Time course of eIF4E and eEF1A expression after L-LTP induction. Confocal images of eIF4E and eEF1A immunoreactivities in the CA1 region of hippocampal slices 30, 45, 90, and 120 min after the first tetanus and their respective time-matched controls (A and C). Scale bars: 20 μm. Quantification of eIF4E and eEF1A immunoreactivities relative to their time-matched controls shows a peak at 45 min for both proteins (B and D). *p < 0.05 compared with controls (depicted by a dashed line). #p < 0.05 comparison between two given time points as indicated by horizontal lines.

Figure 7.

Time course of Paip2 and 4E-BP2 expression after L-LTP induction.
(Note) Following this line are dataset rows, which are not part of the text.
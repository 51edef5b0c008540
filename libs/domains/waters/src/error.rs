use axum::{
    http::StatusCode,
    response::{IntoResponse, Response},
    Json,
};
use axum_helpers::ErrorResponse;
use thiserror::Error;

use crate::models::Attribute;

/// Caller input errors surfaced by the catalog endpoints.
///
/// The catalog is static and the query pipeline is pure computation, so
/// there is no transient class to retry and no internal fault variant.
#[derive(Debug, Clone, PartialEq, Error)]
pub enum CatalogError {
    /// A min/max pair is inverted for the named attribute.
    #[error("{0} min cannot exceed max")]
    InvalidRange(Attribute),

    /// An enumerated or bounded parameter holds a value outside its
    /// allow-list.
    #[error("{message}")]
    InvalidParam {
        field: &'static str,
        message: String,
    },

    /// No product carries the requested identifier.
    #[error("product not found")]
    NotFound,
}

pub type CatalogResult<T> = Result<T, CatalogError>;

impl CatalogError {
    pub fn code(&self) -> &'static str {
        match self {
            CatalogError::InvalidRange(_) => "INVALID_RANGE",
            CatalogError::InvalidParam { .. } => "INVALID_PARAM",
            CatalogError::NotFound => "NOT_FOUND",
        }
    }

    fn status(&self) -> StatusCode {
        match self {
            CatalogError::NotFound => StatusCode::NOT_FOUND,
            _ => StatusCode::BAD_REQUEST,
        }
    }

    fn field(&self) -> Option<String> {
        match self {
            CatalogError::InvalidRange(attribute) => Some(attribute.to_string()),
            CatalogError::InvalidParam { field, .. } => Some((*field).to_string()),
            CatalogError::NotFound => None,
        }
    }
}

impl IntoResponse for CatalogError {
    fn into_response(self) -> Response {
        let mut body = ErrorResponse::new(self.code(), self.to_string());
        if let Some(field) = self.field() {
            body = body.with_field(field);
        }
        (self.status(), Json(body)).into_response()
    }
}
use crate::{env_or_default, ConfigError, FromEnv};
use std::net::Ipv4Addr;

/// Server configuration for HTTP APIs
#[derive(Clone, Debug)]
pub struct ServerConfig {
    pub host: String,
    pub port: u16,
}

impl ServerConfig {
    pub fn new(host: String, port: u16) -> Self {
        Self { host, port }
    }

    /// Get the server address as "host:port"
    pub fn address(&self) -> String {
        format!("{}:{}", self.host, self.port)
    }
}

impl FromEnv for ServerConfig {
    /// Reads from environment variables with sensible defaults:
    /// - HOST: defaults to Ipv4Addr::UNSPECIFIED (0.0.0.0 - all interfaces)
    /// - PORT: defaults to 8080
    fn from_env() -> Result<Self, ConfigError> {
        let host = env_or_default("HOST", &Ipv4Addr::UNSPECIFIED.to_string());
        let port = env_or_default("PORT", "8080")
            .parse()
            .map_err(|e| ConfigError::ParseError {
                key: "PORT".to_string(),
                details: format!("{}", e),
            })?;

        Ok(Self { host, port })
    }
}

impl Default for ServerConfig {
    fn default() -> Self {
        Self {
            host: Ipv4Addr::UNSPECIFIED.to_string(),
            port: 8080,
        }
    }
}

#[cfg(test)]
mod tests {
    use super::*;

    #[test]
    fn test_server_config_from_env_with_defaults() {
        temp_env::with_vars([("HOST", None::<&str>), ("PORT", None::<&str>)], || {
            let config = ServerConfig::from_env().unwrap();
            assert_eq!(config.host, "0.0.0.0");
            assert_eq!(config.port, 8080);
            assert_eq!(config.address(), "0.0.0.0:8080");
        });
    }

    #[test]
    fn test_server_config_from_env_with_custom_values() {
        temp_env::with_vars(
            [("HOST", Some("127.0.0.1")), ("PORT", Some("3000"))],
            || {
                let config = ServerConfig::from_env().unwrap();
                assert_eq!(config.host, "127.0.0.1");
                assert_eq!(config.port, 3000);
                assert_eq!(config.address(), "127.0.0.1:3000");
            },
        );
    }

    #[test]
    fn test_server_config_from_env_invalid_port() {
        temp_env::with_var("PORT", Some("not_a_number"), || {
            let result = ServerConfig::from_env();
            assert!(result.is_err());
            let err = result.unwrap_err();
            assert!(err.to_string().contains("PORT"));
        });
    }

    #[test]
    fn test_server_config_from_env_port_out_of_range() {
        temp_env::with_var("PORT", Some("99999"), || {
            let result = ServerConfig::from_env();
            assert!(result.is_err());
            let err = result.unwrap_err();
            assert!(err.to_string().contains("PORT"));
        });
    }

    #[test]
    fn test_server_config_new() {
        let config = ServerConfig::new("192.168.1.1".to_string(), 5000);
        assert_eq!(config.host, "192.168.1.1");
        assert_eq!(config.port, 5000);
    }
}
Confocal images of Paip2 and 4E-BP2 immunoreactivities in the CA1 region of hippocampal slices 30, 60, 90, and 120 min after the first tetanus and their respective time-matched controls (A and C). Scale bars: 20 μm. Quantification of Paip2 and 4E-BP2 immunoreactivities relative to their time-matched controls shows a peak at 90 min for both proteins (B and D). *p < 0.05 compared with controls (depicted by a dashed line). #p < 0.05 comparison between two given time points as indicated by horizontal lines.

Figure 8.

Proteasome inhibition causes accumulation of eIF4E and eEF1A early during L-LTP. Confocal images showing eIF4E (A) and eEF1A (C) immunoreactivities in the CA1 region of hippocampal slices: untreated (control), subjected to L-LTP induction, treated with β-lactone, and subjected to L-LTP induction after β-lactone treatment. L-LTP slices were fixed 30 min after the initial tetanus and the “Control” and “β-lactone” slices were time-matched to their respective L-LTP counterparts. Scale bars: 20 μm. Quantification of eIF4E (B) and eEF1A (D) immunoreactivities for the four experimental conditions is shown at right. *p < 0.05 and **p < 0.01 compared with controls (depicted by a dashed line). #p < 0.05 and ##p < 0.01 comparison between two given treatments as indicated by horizontal lines.

Figure 9.

Proteasome inhibition causes accumulation of Paip2 and 4E-BP2 at late stages during L-LTP. Confocal images showing Paip2 (A) and 4E-BP2 (C) immunoreactivities in CA1 region of hippocampal slices: untreated (control), subjected to L-LTP induction, treated with β-lactone, and subjected to L-LTP induction after β-lactone treatment. L-LTP slices were fixed 60 min after the initial tetanus and the “Control” and “β-lactone” slices were time-matched to their respective L-LTP counterparts. Scale bars: 20 μm. Quantification of Paip2 (B) and 4E-BP2 (D) immunoreactivities for the four experimental conditions is shown at right. *p < 0.05 and **p < 0.01 compared with controls (depicted by a dashed line). #p < 0.05 and ##p < 0.01 comparison between two given treatments as indicated by horizontal lines.

Figure 10.

β-Lactone enhances the quantity of newly translated proteins in hippocampal slices and the enhancement is blocked by rapamycin and 4EGI-1. Autoradiographs (A and C) showing incorporation of ³⁵S-methionine at 30, 60, 90, and 120 min after initiation of metabolic labeling indicating the amount of newly synthesized proteins when the hippocampal slices are treated with β-lactone by itself or after prior treatment with rapamycin (A) or 4EGI-1 (C). Quantification shows that rapamycin (B) and 4EGI-1 (D) block the β-lactone-mediated increase in ³⁵S-methionine-labeled proteins (lanes 2 compared with lanes 3 in A and C and second bars compared with first bars in B and D). Effect of rapamycin alone or 4EGI-1 alone on control slices (lanes 4 in A and C and third bars in B and D) is also shown. *p < 0.05 compared with controls (depicted by a dashed line). #p < 0.05 comparison between two given experimental conditions as indicated by horizontal lines.